## What you need to do
Below are some records. Count the lines with "path" in them and give nothing but the total.

## Recorded data

↓

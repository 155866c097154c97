//! Output formatters for tokens, query trees and built statements.

use catalog_query::{BooleanQuery, FieldType, Filter, Param, Query};
use clap::ValueEnum;
use comfy_table::{Cell, Table};

/// Output format for results.
#[derive(Debug, Clone, Copy, PartialEq, Eq, ValueEnum)]
pub enum OutputFormat {
    /// Human-readable text and tables
    Text,
    /// JSON format
    Json,
}

impl std::fmt::Display for OutputFormat {
    fn fmt(&self, f: &mut std::fmt::Formatter<'_>) -> std::fmt::Result {
        match self {
            OutputFormat::Text => write!(f, "text"),
            OutputFormat::Json => write!(f, "json"),
        }
    }
}

/// Trait for formatting output.
pub trait Formatter: Send + Sync {
    /// Format the tokens of a query.
    fn format_tokens(&self, tokens: &[String]) -> String;

    /// Format a parsed query.
    fn format_query(&self, query: &Query) -> String;

    /// Format a built statement and its parameters.
    fn format_sql(&self, sql: &str, params: &[Param]) -> String;
}

/// Create a formatter for the given output format.
pub fn create_formatter(format: OutputFormat) -> Box<dyn Formatter> {
    match format {
        OutputFormat::Text => Box::new(TextFormatter),
        OutputFormat::Json => Box::new(JsonFormatter),
    }
}

/// Text formatter using comfy-table.
pub struct TextFormatter;

impl Formatter for TextFormatter {
    fn format_tokens(&self, tokens: &[String]) -> String {
        let mut table = Table::new();
        table.set_header(vec![Cell::new("#"), Cell::new("token")]);
        for (i, token) in tokens.iter().enumerate() {
            table.add_row(vec![Cell::new(i), Cell::new(token)]);
        }
        format!("{}\n{} token(s)", table, tokens.len())
    }

    fn format_query(&self, query: &Query) -> String {
        let mut lines = Vec::new();
        if let Some(text) = query.free_text() {
            lines.push(format!("free text: {:?}", text));
        }
        match &query.boolean {
            Some(bq) if !bq.is_empty() => write_boolean(bq, 0, &mut lines),
            _ => lines.push("no filters".to_string()),
        }
        lines.join("\n")
    }

    fn format_sql(&self, sql: &str, params: &[Param]) -> String {
        let mut table = Table::new();
        table.set_header(vec![Cell::new("param"), Cell::new("type"), Cell::new("value")]);
        for (i, param) in params.iter().enumerate() {
            table.add_row(vec![
                Cell::new(format!("${}", i + 1)),
                Cell::new(param_type(param)),
                Cell::new(param.to_string()),
            ]);
        }
        format!("{}\n\n{}", sql, table)
    }
}

/// JSON formatter.
pub struct JsonFormatter;

impl Formatter for JsonFormatter {
    fn format_tokens(&self, tokens: &[String]) -> String {
        serde_json::to_string_pretty(tokens).unwrap_or_else(|_| "[]".to_string())
    }

    fn format_query(&self, query: &Query) -> String {
        serde_json::to_string_pretty(query).unwrap_or_else(|_| "{}".to_string())
    }

    fn format_sql(&self, sql: &str, params: &[Param]) -> String {
        serde_json::to_string_pretty(&serde_json::json!({
            "sql": sql,
            "params": params,
        }))
        .unwrap_or_else(|_| "{}".to_string())
    }
}

fn write_boolean(bq: &BooleanQuery, depth: usize, lines: &mut Vec<String>) {
    let groups = [("must", &bq.must), ("should", &bq.should), ("must not", &bq.must_not)];
    for (label, filters) in groups {
        if filters.is_empty() {
            continue;
        }
        lines.push(format!("{}{}:", indent(depth), label));
        for filter in filters {
            match filter.nested_query() {
                Some(nested) => {
                    lines.push(format!("{}(group)", indent(depth + 1)));
                    write_boolean(nested, depth + 2, lines);
                }
                None => lines.push(format!("{}{}", indent(depth + 1), describe_filter(filter))),
            }
        }
    }
}

fn describe_filter(filter: &Filter) -> String {
    let field = match filter.field_type {
        FieldType::Metadata => format!("@metadata.{}", filter.field.join(".")),
        other => format!("@{}", other),
    };
    let value = match (&filter.range, &filter.value) {
        (Some(range), _) => format!("[{} TO {}]", range.from, range.to),
        (None, Some(value)) => format!("{:?}", value.to_string()),
        (None, None) => "-".to_string(),
    };
    format!("{} {} {}", field, filter.operator, value)
}

fn indent(depth: usize) -> String {
    "  ".repeat(depth)
}

fn param_type(param: &Param) -> &'static str {
    match param {
        Param::Text(_) => "text",
        Param::Number(_) => "number",
        Param::Bool(_) => "bool",
    }
}
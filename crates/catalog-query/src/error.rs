//! Error types for tokenizing, parsing and SQL building.

use crate::span::{offset_to_line_col, Span};
use thiserror::Error;

/// Error raised while tokenizing or parsing a search query.
#[derive(Debug, Clone, PartialEq, Error)]
pub struct ParseError {
    /// The error message.
    pub message: String,
    /// Source span where the error occurred.
    pub span: Span,
    /// Error kind for programmatic handling.
    pub kind: ParseErrorKind,
    /// Optional hint for fixing the error.
    pub hint: Option<String>,
}

impl std::fmt::Display for ParseError {
    fn fmt(&self, f: &mut std::fmt::Formatter<'_>) -> std::fmt::Result {
        write!(f, "{}", self.message)
    }
}

/// Kinds of parse errors.
#[derive(Debug, Clone, Copy, PartialEq, Eq)]
pub enum ParseErrorKind {
    /// A quote was opened and never closed.
    UnclosedQuotes,
    /// Both `'` and `"` appear in the same query.
    MixedQuotes,
    /// A field filter is missing its operator or value.
    IncompleteFilter,
    /// Parentheses do not balance.
    UnmatchedParentheses,
    /// A range literal does not match `[<from> TO <to>]`.
    InvalidRange,
    /// A metadata path is deeper than [`MAX_METADATA_DEPTH`](crate::parser::MAX_METADATA_DEPTH).
    NestingDepthExceeded,
    /// The operator symbol is not in the operator table.
    UnknownOperator,
    /// Parenthesized groups nest deeper than [`MAX_GROUP_DEPTH`](crate::parser::MAX_GROUP_DEPTH).
    GroupDepthExceeded,
    /// `OR NOT` is followed by a filter that has no single value to negate.
    InvalidNegation,
}

impl ParseErrorKind {
    /// Whether the error was raised by the tokenizer rather than the parser.
    pub fn is_lexical(self) -> bool {
        matches!(self, ParseErrorKind::UnclosedQuotes | ParseErrorKind::MixedQuotes)
    }
}

impl ParseError {
    /// Create a new parse error.
    pub fn new(message: impl Into<String>, span: Span, kind: ParseErrorKind) -> Self {
        Self {
            message: message.into(),
            span,
            kind,
            hint: None,
        }
    }

    /// Add a hint to the error.
    pub fn with_hint(mut self, hint: impl Into<String>) -> Self {
        self.hint = Some(hint.into());
        self
    }

    /// Create an unclosed quotes error.
    pub fn unclosed_quotes(span: Span) -> Self {
        Self::new("unclosed quotes in query", span, ParseErrorKind::UnclosedQuotes)
    }

    pub fn mixed_quotes(span: Span) -> Self {
        Self::new("mixed quote types in query", span, ParseErrorKind::MixedQuotes)
            .with_hint("use either double or single quotes throughout the query")
    }

    pub fn incomplete_filter(span: Span) -> Self {
        Self::new(
            "incomplete filter expression",
            span,
            ParseErrorKind::IncompleteFilter,
        )
        .with_hint("filters take the form @metadata.<field> <operator> <value>")
    }

    pub fn unmatched_parentheses(span: Span) -> Self {
        Self::new(
            "unmatched parentheses",
            span,
            ParseErrorKind::UnmatchedParentheses,
        )
    }

    pub fn invalid_range(span: Span) -> Self {
        Self::new("invalid range format", span, ParseErrorKind::InvalidRange)
            .with_hint("ranges take the form [<from> TO <to>]")
    }

    pub fn nesting_depth_exceeded(limit: usize, span: Span) -> Self {
        Self::new(
            format!("metadata nesting depth exceeds limit of {}", limit),
            span,
            ParseErrorKind::NestingDepthExceeded,
        )
    }

    pub fn group_depth_exceeded(limit: usize, span: Span) -> Self {
        Self::new(
            format!("group nesting depth exceeds limit of {}", limit),
            span,
            ParseErrorKind::GroupDepthExceeded,
        )
    }

    pub fn invalid_negation(span: Span) -> Self {
        Self::new(
            "OR NOT must be followed by a value filter",
            span,
            ParseErrorKind::InvalidNegation,
        )
        .with_hint("use AND NOT to exclude ranges and groups")
    }

    pub fn unknown_operator(op: &str, span: Span) -> Self {
        Self::new(
            format!("unknown operator: {:?}", op),
            span,
            ParseErrorKind::UnknownOperator,
        )
    }

    /// Render the error with the offending line and a caret under the span.
    pub fn format_with_source(&self, source: &str) -> String {
        let (line, col) = offset_to_line_col(source, self.span.start);
        let mut out = format!("error: {}\n  --> line {}:{}\n", self.message, line, col);

        if let Some(text) = source.lines().nth(line - 1) {
            let remaining = text.chars().count().saturating_sub(col - 1);
            let width = self.span.len().min(remaining).max(1);
            out.push_str(&format!(
                "   |\n{:3}| {}\n   | {}^{}\n",
                line,
                text,
                " ".repeat(col - 1),
                "~".repeat(width - 1)
            ));
        }

        if let Some(hint) = &self.hint {
            out.push_str(&format!("   = hint: {}\n", hint));
        }
        out
    }
}

/// Error raised while building SQL from a query AST.
#[derive(Debug, Clone, PartialEq, Error)]
pub struct BuildError {
    /// The error message.
    pub message: String,
    /// Error kind for programmatic handling.
    pub kind: BuildErrorKind,
}

impl std::fmt::Display for BuildError {
    fn fmt(&self, f: &mut std::fmt::Formatter<'_>) -> std::fmt::Result {
        write!(f, "{}", self.message)
    }
}

/// Kinds of build errors.
#[derive(Debug, Clone, Copy, PartialEq, Eq)]
pub enum BuildErrorKind {
    /// A field path segment is not a plain identifier.
    InvalidFieldName,
    /// A textual field type is not recognised.
    UnsupportedFieldType,
    /// The operator has no SQL translation.
    UnsupportedOperator,
    /// The operator is not allowed for the field type.
    OperatorNotAllowed,
    /// A range filter has no bounds.
    MissingRange,
    /// The filter value cannot be used with the operator.
    InvalidValue,
}

impl BuildError {
    /// Create a new build error.
    pub fn new(message: impl Into<String>, kind: BuildErrorKind) -> Self {
        Self {
            message: message.into(),
            kind,
        }
    }

    pub fn invalid_field_name(field: &str) -> Self {
        Self::new(
            format!("invalid field name: {}", field),
            BuildErrorKind::InvalidFieldName,
        )
    }

    pub fn unsupported_field_type(field_type: &str) -> Self {
        Self::new(
            format!("unsupported field type: {}", field_type),
            BuildErrorKind::UnsupportedFieldType,
        )
    }

    pub fn unsupported_operator(op: impl std::fmt::Display) -> Self {
        Self::new(
            format!("unsupported operator: {}", op),
            BuildErrorKind::UnsupportedOperator,
        )
    }

    pub fn not_allowed(message: impl Into<String>) -> Self {
        Self::new(message, BuildErrorKind::OperatorNotAllowed)
    }

    pub fn missing_range() -> Self {
        Self::new("range values missing", BuildErrorKind::MissingRange)
    }

    pub fn invalid_value(message: impl Into<String>) -> Self {
        Self::new(message, BuildErrorKind::InvalidValue)
    }
}

/// A combined error type for the public API.
#[derive(Debug, Error)]
pub enum QueryError {
    /// Parse error.
    #[error("parse error: {0}")]
    Parse(#[from] ParseError),
    /// Build error.
    #[error("build error: {0}")]
    Build(#[from] BuildError),
}

impl QueryError {
    /// Format the error with source context.
    pub fn format_with_source(&self, source: &str) -> String {
        match self {
            QueryError::Parse(e) => e.format_with_source(source),
            QueryError::Build(e) => format!("error[{:?}]: {}\n", e.kind, e.message),
        }
    }
}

↑

## Answer space
2